• [TASK INSTRUCTIONS]: Copy out each line in the listing below where the word "PlatformBus" appears.

Start of Block

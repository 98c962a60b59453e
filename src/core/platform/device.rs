// SPDX-License-Identifier: Apache-2.0
// Copyright 2025 itsakeyfut

//! Platform devices
//!
//! The I2C driver does not handle touch itself. It publishes a `clearpad`
//! platform device whose data carries the bus operations, and the core
//! touch driver binds to that device.

use super::driver::ClearpadData;
use crate::core::error::{DriverError, Result};
use std::collections::BTreeMap;

/// Device id meaning "only instance, no suffix"
pub const PLATFORM_DEVID_NONE: i32 = -1;

/// A platform device before or after registration
#[derive(Debug)]
pub struct PlatformDevice {
    name: String,
    id: i32,
    parent: Option<String>,
    data: Option<ClearpadData>,
}

impl PlatformDevice {
    /// Allocate an unregistered device
    pub fn alloc(name: impl Into<String>, id: i32) -> Self {
        Self {
            name: name.into(),
            id,
            parent: None,
            data: None,
        }
    }

    /// Set the parent device name
    pub fn set_parent(&mut self, parent: impl Into<String>) {
        self.parent = Some(parent.into());
    }

    /// Attach platform data
    ///
    /// # Errors
    ///
    /// Returns `AlreadyExists` if data was attached before.
    pub fn add_data(&mut self, data: ClearpadData) -> Result<()> {
        if self.data.is_some() {
            return Err(DriverError::AlreadyExists(format!(
                "{}: platform data",
                self.dev_name()
            )));
        }
        self.data = Some(data);
        Ok(())
    }

    /// Device name as it appears on the bus: `name` or `name.id`
    pub fn dev_name(&self) -> String {
        if self.id == PLATFORM_DEVID_NONE {
            self.name.clone()
        } else {
            format!("{}.{}", self.name, self.id)
        }
    }

    pub fn name(&self) -> &str {
        &self.name
    }

    pub fn id(&self) -> i32 {
        self.id
    }

    pub fn parent(&self) -> Option<&str> {
        self.parent.as_deref()
    }

    pub fn data(&self) -> Option<&ClearpadData> {
        self.data.as_ref()
    }
}

/// Handle to a registered platform device
#[derive(Debug, Clone, PartialEq, Eq, PartialOrd, Ord)]
pub struct DeviceHandle {
    dev_name: String,
}

impl DeviceHandle {
    pub fn dev_name(&self) -> &str {
        &self.dev_name
    }
}

/// Registry of platform devices
#[derive(Debug, Default)]
pub struct PlatformBus {
    devices: BTreeMap<String, PlatformDevice>,
}

impl PlatformBus {
    pub fn new() -> Self {
        Self::default()
    }

    /// Register `pdev`
    ///
    /// # Errors
    ///
    /// Returns `AlreadyExists` if a device with the same name and id is
    /// registered; `pdev` is dropped in that case.
    pub fn add(&mut self, pdev: PlatformDevice) -> Result<DeviceHandle> {
        let dev_name = pdev.dev_name();
        if self.devices.contains_key(&dev_name) {
            log::error!("platform device {} already registered", dev_name);
            return Err(DriverError::AlreadyExists(dev_name));
        }

        log::info!(
            "platform device {} registered (parent {})",
            dev_name,
            pdev.parent().unwrap_or("none")
        );
        self.devices.insert(dev_name.clone(), pdev);
        Ok(DeviceHandle { dev_name })
    }

    /// Unregister a device, handing it back
    pub fn unregister(&mut self, handle: &DeviceHandle) -> Result<PlatformDevice> {
        let pdev = self
            .devices
            .remove(&handle.dev_name)
            .ok_or_else(|| DriverError::NotFound(handle.dev_name.clone()))?;
        log::info!("platform device {} unregistered", handle.dev_name);
        Ok(pdev)
    }

    /// Look up a registered device by bus name
    pub fn get(&self, dev_name: &str) -> Option<&PlatformDevice> {
        self.devices.get(dev_name)
    }

    /// Registered devices in name order
    pub fn devices(&self) -> impl Iterator<Item = &PlatformDevice> {
        self.devices.values()
    }

    pub fn len(&self) -> usize {
        self.devices.len()
    }

    pub fn is_empty(&self) -> bool {
        self.devices.is_empty()
    }
}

End of Block

• [EXERCISE SOLUTION]:
pub struct PlatformBus {
impl PlatformBus {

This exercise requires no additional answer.